Engineering news

My bright idea - March 2017

Paul Chatten

Paul Chatten hopes his design for a discrete valve event timing system will reduce engine pollution.

To reduce carbon emissions, car manufacturers are striving to produce relatively small-capacity engines able to operate very economically at low and high speeds. These would produce low levels of carbon and other emissions in urban traffic and at cruising speeds, while still having power in reserve for overtaking manoeuvres.

Paul Chatten believes his “discrete valve event timing system” could do just that. He claims he could create naturally aspirated engines – whose air intake depends solely on atmospheric pressure – in excess of 197bhp, while reducing car emissions. Further increases in power could be obtained by using forced induction, such as turbocharging or supercharging.

Raising the operating speed of an engine will increase its power output, enabling even smaller engines using natural aspiration or forced induction. However, volumetric efficiency and operation at high engine speeds requires the valves to open earlier and close later to help accommodate high gas inertia and the pressure waves present in the inlet and exhaust systems. 

Chatten explains: “Unfortunately high-speed cam profiles result in very inefficient operation and poor emission control during low-speed operation.”

Variable valve timing can help to mitigate against this, and many engines today employ a form of mechanism that can vary the time the valve opens. According to Chatten, many of these mechanisms are only partially effective at varying the time the valve remains open.

An example of Chatten’s patented invention uses a simple co-axial planetary gear mechanism to provide “infinite discrete control of all the valve events” including the exhaust valve opening (EVO), exhaust valve closing (EVC), inlet valve opening (IVO) and inlet valve closing (IVC). This enables variable valve timing, valve dwell (how long the valve remains open) and ability to vary the exhaust valve and inlet valve overlap. In this example, each valve is operated by two independent cams, one to open and another to close the valve. “The closing cam is profiled to prevent closing phase reciprocal valve loading at all times,” says Chatten.

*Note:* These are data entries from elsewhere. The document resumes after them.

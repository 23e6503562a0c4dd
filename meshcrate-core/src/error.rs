//! Error types for meshcrate

use thiserror::Error;

/// Main error type for meshcrate operations
#[derive(Error, Debug)]
pub enum Error {
    /// A precondition on the input mesh or settings was violated
    #[error("Invalid input: {0}")]
    InvalidInput(String),

    #[error("Thread pool error: {0}")]
    ThreadPool(String),
}

/// Result type alias for meshcrate operations
pub type Result<T> = std::result::Result<T, Error>;

impl From<rayon::ThreadPoolBuildError> for Error {
    fn from(e: rayon::ThreadPoolBuildError) -> Self {
        Error::ThreadPool(e.to_string())
    }
}
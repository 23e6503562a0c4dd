//! Vertex splitting along hard edges
//!
//! After classification, a vertex whose fan falls into several smoothing
//! groups is duplicated once per extra group. Corners of faces in the
//! extra groups are rewired to the duplicates, so later per-vertex work
//! never averages across a hard edge.

use crate::adjacency::{AdjacencyIndex, EdgeTopology};
use crate::smoothing::{SmoothGroupResolver, SmoothingGroup};
use meshcrate_core::{Error, ParallelConfig, Result, VertexId};

/// Result of splitting vertices along hard edges
#[derive(Debug, Clone, Default)]
pub struct VertexSplit {
    /// Rewired triangle indices
    pub indices: Vec<u32>,
    /// Source vertex of each appended vertex, in creation order
    pub duplicate_of: Vec<u32>,
    /// Vertices left whole because they sit on a non-manifold edge
    pub unsplittable: Vec<VertexId>,
    /// Vertex count before splitting
    pub original_vertex_count: usize,
}

impl VertexSplit {
    /// Vertex count after splitting
    pub fn vertex_count(&self) -> usize {
        self.original_vertex_count + self.duplicate_of.len()
    }

    /// Number of vertices that were added
    pub fn split_count(&self) -> usize {
        self.duplicate_of.len()
    }

    /// Grow a per-vertex attribute to cover the appended vertices
    pub fn extend_attribute<T: Clone>(&self, attribute: &mut Vec<T>) {
        attribute.reserve(self.duplicate_of.len());
        for &source in &self.duplicate_of {
            let value = attribute[source as usize].clone();
            attribute.push(value);
        }
    }
}

enum SplitDecision {
    Keep,
    Unsplittable,
    Split(Vec<SmoothingGroup>),
}

fn decide(
    adjacency: &AdjacencyIndex,
    resolver: &SmoothGroupResolver,
    vertex: VertexId,
) -> SplitDecision {
    let edges = adjacency.edges_of_vertex(vertex);
    if !edges.iter().any(|&edge| adjacency.edge(edge).hard) {
        return SplitDecision::Keep;
    }
    if edges
        .iter()
        .any(|&edge| adjacency.edge_topology(edge) == EdgeTopology::NonManifold)
    {
        return SplitDecision::Unsplittable;
    }

    let groups = resolver.resolve(adjacency, vertex);
    if groups.len() > 1 {
        SplitDecision::Split(groups)
    } else {
        SplitDecision::Keep
    }
}

/// Duplicate every vertex that touches a hard edge once per extra smoothing group
///
/// The first group keeps the original vertex. Appended vertices are
/// numbered in ascending order of source vertex, then group.
pub fn split_hard_vertices(
    adjacency: &AdjacencyIndex,
    indices: &[u32],
    resolver: &SmoothGroupResolver,
    parallel: &ParallelConfig,
) -> Result<VertexSplit> {
    if indices.len() != adjacency.face_count() * 3 {
        return Err(Error::InvalidInput(format!(
            "Index buffer has {} entries but the adjacency index holds {} faces",
            indices.len(),
            adjacency.face_count()
        )));
    }

    let vertex_count = adjacency.vertex_count();
    let decisions = parallel.map_range(vertex_count, |v| {
        decide(adjacency, resolver, VertexId::from(v))
    });

    let mut split = VertexSplit {
        indices: indices.to_vec(),
        duplicate_of: Vec::new(),
        unsplittable: Vec::new(),
        original_vertex_count: vertex_count,
    };

    for (v, decision) in decisions.into_iter().enumerate() {
        let vertex = VertexId::from(v);
        let groups = match decision {
            SplitDecision::Keep => continue,
            SplitDecision::Unsplittable => {
                log::trace!("{} touches a non-manifold edge, left whole", vertex);
                split.unsplittable.push(vertex);
                continue;
            }
            SplitDecision::Split(groups) => groups,
        };

        for group in groups.iter().skip(1) {
            let duplicate = split.vertex_count() as u32;
            split.duplicate_of.push(vertex.0);
            for &face in group {
                for slot in adjacency.slots_of_vertex(face, vertex) {
                    split.indices[face.index() * 3 + slot] = duplicate;
                }
            }
        }
    }

    log::debug!(
        "Split {} vertices into {} ({} unsplittable)",
        vertex_count,
        split.vertex_count(),
        split.unsplittable.len()
    );
    Ok(split)
}
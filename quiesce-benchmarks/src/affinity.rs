//! Thread Affinity Helpers
//!
//! The local-write manager's announcement slots are per-core; pinning worker
//! threads keeps a thread's slot index stable and its counter resident in one
//! L1 cache. Linux-only; on other platforms the helpers degrade to no-ops so
//! benchmarks still run (unpinned).

/// The core the calling thread is currently running on, or -1 when the
/// platform cannot tell.
#[cfg(target_os = "linux")]
pub fn current_core() -> i32 {
    // SAFETY: sched_getcpu has no preconditions.
    unsafe { libc::sched_getcpu() }
}

/// See the Linux implementation; always -1 here.
#[cfg(not(target_os = "linux"))]
pub fn current_core() -> i32 {
    -1
}

/// Pins the calling thread to `core_id`. Returns whether the kernel accepted
/// the mask.
#[cfg(target_os = "linux")]
pub fn pin_to_core(core_id: usize) -> bool {
    // SAFETY: the cpu_set_t is zero-initialized and manipulated only through
    // the libc macros; pthread_self is always valid.
    unsafe {
        let mut cpu_set: libc::cpu_set_t = std::mem::zeroed();
        libc::CPU_ZERO(&mut cpu_set);
        libc::CPU_SET(core_id, &mut cpu_set);

        libc::pthread_setaffinity_np(
            libc::pthread_self(),
            std::mem::size_of::<libc::cpu_set_t>(),
            &cpu_set,
        ) == 0
    }
}

/// See the Linux implementation; always `false` here.
#[cfg(not(target_os = "linux"))]
pub fn pin_to_core(_core_id: usize) -> bool {
    false
}

/// Hardware concurrency, counting hyper-threads as distinct cores.
pub fn core_count() -> usize {
    std::thread::available_parallelism()
        .map(std::num::NonZeroUsize::get)
        .unwrap_or(1)
}
#[cfg(not(all(feature = "loom", loom)))]
impl<G: Send + 'static> GcCycle for Shared<G> {
    fn has_exited(&self) -> bool {
        Shared::has_exited(self)
    }

    fn run_gc_cycle(&self) {
        self.advance_epoch();
        self.collect();
    }

    fn gc_interval(&self) -> Duration {
        Duration::from_millis(self.interval_ms.load(Ordering::Relaxed))
    }
}

/// Final reclamation counters of a [`LocalWriteEm`], returned by
/// [`LocalWriteEm::shutdown`].
#[derive(Debug, Clone, Copy, PartialEq, Eq)]
pub struct LocalEmStats {
    /// Payloads freed over the manager's lifetime, final sweep included.
    pub nodes_freed: u64,
    /// Records that were still linked when the final sweep ran.
    pub nodes_left: u64,
}

/// Per-core announcement epoch manager.
///
/// Worker threads call [`announce_enter`](Self::announce_enter) before every
/// operation on the shared structure this manager arbitrates, and surrender
/// detached nodes through [`retire`](Self::retire). A background collector
/// (internal via [`start_collector`](Self::start_collector), or an external
/// thread driving [`advance_epoch`](Self::advance_epoch) and
/// [`collect`](Self::collect)) frees retired nodes once no announcement can
/// reach them.
///
/// # Thread Safety
///
/// The manager is `Send + Sync`; share it by reference from scoped threads or
/// through an `Arc`. Announcement slots are indexed by core id: the client
/// must ensure a stable slot per thread (pin the thread, or derive the slot
/// from a stable thread id).
///
/// # Example
///
/// ```rust
/// use quiesce_memory::LocalWriteEm;
///
/// let em: LocalWriteEm<u64> = LocalWriteEm::new(4);
/// em.start_collector();
///
/// em.announce_enter(0);
/// let detached = Box::into_raw(Box::new(9u64));
/// // ... unlink `detached` from the shared structure, then:
/// unsafe { em.retire(detached) };
///
/// drop(em); // joins the collector and sweeps the remainder
/// ```
pub struct LocalWriteEm<G> {
    shared: Arc<Shared<G>>,

    /// Handle of the internal collector, when one was started.
    #[cfg(not(all(feature = "loom", loom)))]
    handle: Mutex<Option<JoinHandle<()>>>,
}
//! Single-thread operation costs of the reclamation primitives.
//!
//! The numbers here are floors: `announce_enter` is one release store plus an
//! epoch load, `enter`/`leave` one fetch_add/fetch_sub pair on a shared
//! counter. Multi-thread contention behavior lives in the
//! `quiesce-benchmarks` crate.

use criterion::{black_box, criterion_group, criterion_main, Criterion, Throughput};

use quiesce_memory::{AtomicStack, GlobalWriteEm, LocalWriteEm};

fn bench_announce_enter(c: &mut Criterion) {
    let mut group = c.benchmark_group("local_write_em");
    group.throughput(Throughput::Elements(1));

    let em: LocalWriteEm<u64> = LocalWriteEm::new(4);

    group.bench_function("announce_enter", |b| {
        b.iter(|| em.announce_enter(black_box(0)));
    });

    group.bench_function("retire_collect_batch", |b| {
        b.iter(|| {
            for i in 0..64u64 {
                // SAFETY: fresh allocation, never reachable elsewhere.
                unsafe { em.retire(Box::into_raw(Box::new(i))) };
            }
            em.advance_epoch();
            em.announce_enter(0);
            em.collect();
        });
    });

    em.signal_exit();
    group.finish();
}

fn bench_enter_leave(c: &mut Criterion) {
    let mut group = c.benchmark_group("global_write_em");
    group.throughput(Throughput::Elements(1));

    let em: GlobalWriteEm<u64> = GlobalWriteEm::new();

    group.bench_function("enter_leave", |b| {
        b.iter(|| {
            let guard = em.enter();
            black_box(&guard);
        });
    });

    em.signal_exit();
    group.finish();
}

fn bench_stack(c: &mut Criterion) {
    let mut group = c.benchmark_group("atomic_stack");
    group.throughput(Throughput::Elements(1));

    let stack: AtomicStack<u64> = AtomicStack::new();

    group.bench_function("push_pop_pair", |b| {
        b.iter(|| {
            stack.push(black_box(7));
            // SAFETY: single-threaded; the node is freed immediately.
            let node = unsafe { stack.pop() }.expect("stack cannot be empty here");
            drop(unsafe { Box::from_raw(node.as_ptr()) });
        });
    });

    group.finish();
}

criterion_group!(
    benches,
    bench_announce_enter,
    bench_enter_leave,
    bench_stack
);
criterion_main!(benches);
//! Command-Line Argument Analyzer
//!
//! A small parser for the driver's option grammar:
//!
//! - `-k` and `--key` record a switch (empty value),
//! - `-k=v` and `--key=v` record a key/value pair,
//! - `--` terminates options; everything after it is positional,
//! - tokens without a leading dash are positional.
//!
//! Keys are stored without their dashes, so `-n` and `--n` are the same
//! switch.

use std::collections::HashMap;
use std::str::FromStr;

/// Parsed command-line input: a key/value map plus positional arguments.
#[derive(Debug, Default)]
pub struct Argv {
    kv: HashMap<String, String>,
    positional: Vec<String>,
}

impl Argv {
    /// Parses an iterator of tokens (the program name already stripped).
    pub fn parse<I>(tokens: I) -> Self
    where
        I: IntoIterator<Item = String>,
    {
        let mut kv = HashMap::new();
        let mut positional = Vec::new();
        let mut options_done = false;

        for token in tokens {
            if options_done {
                positional.push(token);
                continue;
            }

            if token == "--" {
                options_done = true;
                continue;
            }

            let body = token
                .strip_prefix("--")
                .or_else(|| token.strip_prefix('-'));

            match body {
                Some(body) => {
                    let (key, value) = match body.split_once('=') {
                        Some((key, value)) => (key, value),
                        None => (body, ""),
                    };
                    kv.insert(key.to_owned(), value.to_owned());
                }
                None => positional.push(token),
            }
        }

        Self { kv, positional }
    }

    /// Parses the process arguments, skipping the program name.
    pub fn from_env() -> Self {
        Self::parse(std::env::args().skip(1))
    }

    /// Whether `key` was given, as a switch or with a value.
    pub fn has(&self, key: &str) -> bool {
        self.kv.contains_key(key)
    }

    /// The raw value of `key`; empty string for a bare switch.
    pub fn value(&self, key: &str) -> Option<&str> {
        self.kv.get(key).map(String::as_str)
    }

    /// The value of `key` parsed as `T`.
    ///
    /// `Ok(None)` when the key is absent; `Err` carries the parse failure so
    /// the caller can report it and exit non-zero.
    pub fn parsed<T: FromStr>(&self, key: &str) -> Result<Option<T>, T::Err> {
        self.value(key).map(str::parse).transpose()
    }

    /// The key/value map of all options.
    pub fn kv_map(&self) -> &HashMap<String, String> {
        &self.kv
    }

    /// Positional arguments, in order.
    pub fn positional(&self) -> &[String] {
        &self.positional
    }
}

#[cfg(test)]
mod tests {
    use super::*;

    fn parse(tokens: &[&str]) -> Argv {
        Argv::parse(tokens.iter().map(|token| (*token).to_owned()))
    }

    #[test]
    fn test_grammar_forms() {
        let args = parse(&[
            "test",
            "-1",
            "--second_key=2nd_value",
            "--3",
            "--fourth_key",
            "--",
            "--b=nonsense",
            "value_1",
            "value_2",
        ]);

        assert_eq!(args.value("second_key"), Some("2nd_value"));
        assert!(args.has("1"));
        assert!(args.has("3"));
        assert_eq!(args.value("fourth_key"), Some(""));

        // Everything after "--" is positional, dashes and all.
        assert_eq!(
            args.positional(),
            &["test", "--b=nonsense", "value_1", "value_2"]
        );
        assert!(!args.has("b"));
    }

    #[test]
    fn test_numeric_values() {
        let args = parse(&["--thread_num=12", "--workload=100"]);

        assert_eq!(args.parsed::<u64>("thread_num"), Ok(Some(12)));
        assert_eq!(args.parsed::<u64>("workload"), Ok(Some(100)));
        assert_eq!(args.parsed::<u64>("absent"), Ok(None));
    }

    #[test]
    fn test_malformed_numeric_is_an_error() {
        let args = parse(&["--thread_num=twelve"]);
        assert!(args.parsed::<u64>("thread_num").is_err());
    }

    #[test]
    fn test_last_occurrence_wins() {
        let args = parse(&["--n=1", "--n=2"]);
        assert_eq!(args.value("n"), Some("2"));
    }
}
//! Config file discovery and loading.
//!
//! The project root is always passed in explicitly; nothing here consults
//! the process working directory. Loading goes:
//! 1. Read `{project_root}/cherry.toml` (absent file → empty document)
//! 2. Lay `CHERRY_*` env overrides over `[server]`
//! 3. Deserialize the document → [`Config`]

use std::collections::HashMap;
use std::path::{Path, PathBuf};

use toml::Table;
use tracing::{debug, info, warn};

use crate::env::{apply_env_overrides, collect_env_vars};
use crate::error::{ConfigError, ConfigResult};
use crate::notation::NotationMap;
use crate::types::Config;

/// File name of the project-local configuration.
pub const CONFIG_FILE_NAME: &str = "cherry.toml";

/// Maximum allowed config file size (1 MB).
const MAX_CONFIG_FILE_SIZE: u64 = 1_048_576;

/// Path of the project config inside `project_root`.
#[must_use]
pub fn config_path(project_root: &Path) -> PathBuf {
    project_root.join(CONFIG_FILE_NAME)
}

/// Load the project configuration, applying env overrides from the
/// current process environment.
///
/// # Errors
///
/// Returns a [`ConfigError`] if `cherry.toml` exists but cannot be read or
/// parsed. A missing file is not an error.
pub fn load(project_root: &Path) -> ConfigResult<Config> {
    load_with_env(project_root, &collect_env_vars())
}

/// Load the project configuration with an explicit environment.
///
/// # Errors
///
/// Returns a [`ConfigError`] if `cherry.toml` exists but cannot be read or
/// parsed, or if the overridden document no longer matches [`Config`].
pub fn load_with_env<S: ::std::hash::BuildHasher>(
    project_root: &Path,
    env_vars: &HashMap<String, String, S>,
) -> ConfigResult<Config> {
    let path = config_path(project_root);

    let mut document = if let Some(doc) = read_document(&path)? {
        info!(path = %path.display(), "loaded project config");
        doc.into_table()
    } else {
        debug!(path = %path.display(), "no project config found; using defaults");
        Table::new()
    };

    let env_count = apply_env_overrides(&mut document, env_vars);
    if env_count > 0 {
        debug!(count = env_count, "applied environment overrides");
    }

    into_config(document, &path)
}

/// Load the project configuration, falling back to defaults on any error.
///
/// A file that exists but fails to load is reported with a warning.
#[must_use]
pub fn load_or_default(project_root: &Path) -> Config {
    match load(project_root) {
        Ok(config) => config,
        Err(e) => {
            warn!(error = %e, "{CONFIG_FILE_NAME} was found but could not be loaded; using defaults");
            Config::default()
        },
    }
}

/// Load a config from a specific file path (no env overrides).
///
/// # Errors
///
/// Returns a [`ConfigError`] if the file is missing, unreadable, or cannot
/// be parsed.
pub fn load_file(path: &Path) -> ConfigResult<Config> {
    let content = read_source(path)?;
    let document: Table = parse(&content, path)?;
    into_config(document, path)
}

/// Read a raw document, returning `None` if the file doesn't exist.
///
/// Unknown keys are preserved. To edit the file without losing comments,
/// use [`ConfigDocument`](crate::ConfigDocument) instead.
///
/// # Errors
///
/// Returns a [`ConfigError`] if the file exists but cannot be read or parsed.
pub fn read_document(path: &Path) -> ConfigResult<Option<NotationMap>> {
    let content = match read_source(path) {
        Ok(c) => c,
        Err(ConfigError::ReadError { source, .. })
            if source.kind() == std::io::ErrorKind::NotFound =>
        {
            debug!(path = %path.display(), "config file not found, skipping");
            return Ok(None);
        },
        Err(e) => return Err(e),
    };

    let document: Table = parse(&content, path)?;
    Ok(Some(NotationMap::from(document)))
}

/// Read a file in one operation, then enforce the size limit.
pub(crate) fn read_source(path: &Path) -> ConfigResult<String> {
    let content = std::fs::read_to_string(path).map_err(|e| ConfigError::ReadError {
        path: path.display().to_string(),
        source: e,
    })?;

    let size = content.len() as u64;
    if size > MAX_CONFIG_FILE_SIZE {
        return Err(ConfigError::FileTooLarge {
            path: path.display().to_string(),
            size,
            limit: MAX_CONFIG_FILE_SIZE,
        });
    }

    Ok(content)
}

fn parse(content: &str, path: &Path) -> ConfigResult<Table> {
    toml::from_str(content).map_err(|e| ConfigError::ParseError {
        path: path.display().to_string(),
        source: e,
    })
}

fn into_config(document: Table, path: &Path) -> ConfigResult<Config> {
    toml::Value::Table(document)
        .try_into()
        .map_err(|e: toml::de::Error| ConfigError::ParseError {
            path: path.display().to_string(),
            source: e,
        })
}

Another patented design offers an alternative where an independent cam operates each valve, enabling valves to open and close independently of each other. Varying the opening sequence for each valve within a cylinder promotes swirl and supports good fuel mixing and exhaust “hydrocarbon scavenging”. This effect could be further enhanced by employing one inlet and one exhaust on each side of the cylinder.

The cams which act directly on the cam followers or bucket tappets do not increase the valve actuating mechanism reciprocating mass and do not rely on electrical or hydraulic systems to control the valve events. This means the mechanism does not limit the operating speed of the engine. Efficient operation at rotational operating speeds in excess of 12,000rpm (currently common motorcycle practice) could be possible subject to engine design, says Chatten. The design could be used for any engine speed but would be most effective when valve event control is optimised for all different engine speeds and load conditions. 

“The ability to accurately and discretely vary all the valve events EVO, EVC, IVO and IVC could be utilised to support internal exhaust gas recirculation, yielding reductions in NOx, hydrocarbons and CO,” says Chatten.  

Considerable torque increases could also be achieved using variable event timing, most significantly at the extremes of the engine speed range where fixed valve timing and traditional valve phaser systems are most compromised.

“This invention could create naturally aspirated engines in excess of 197bhp while contributing to CO2, NOx, CO and particulate air pollution emissions control,” explains Chatten. 

“This would reduce the requirement for external exhaust gas circulation and electric hybridisation and could provide considerable cost benefits when compared with current practice.”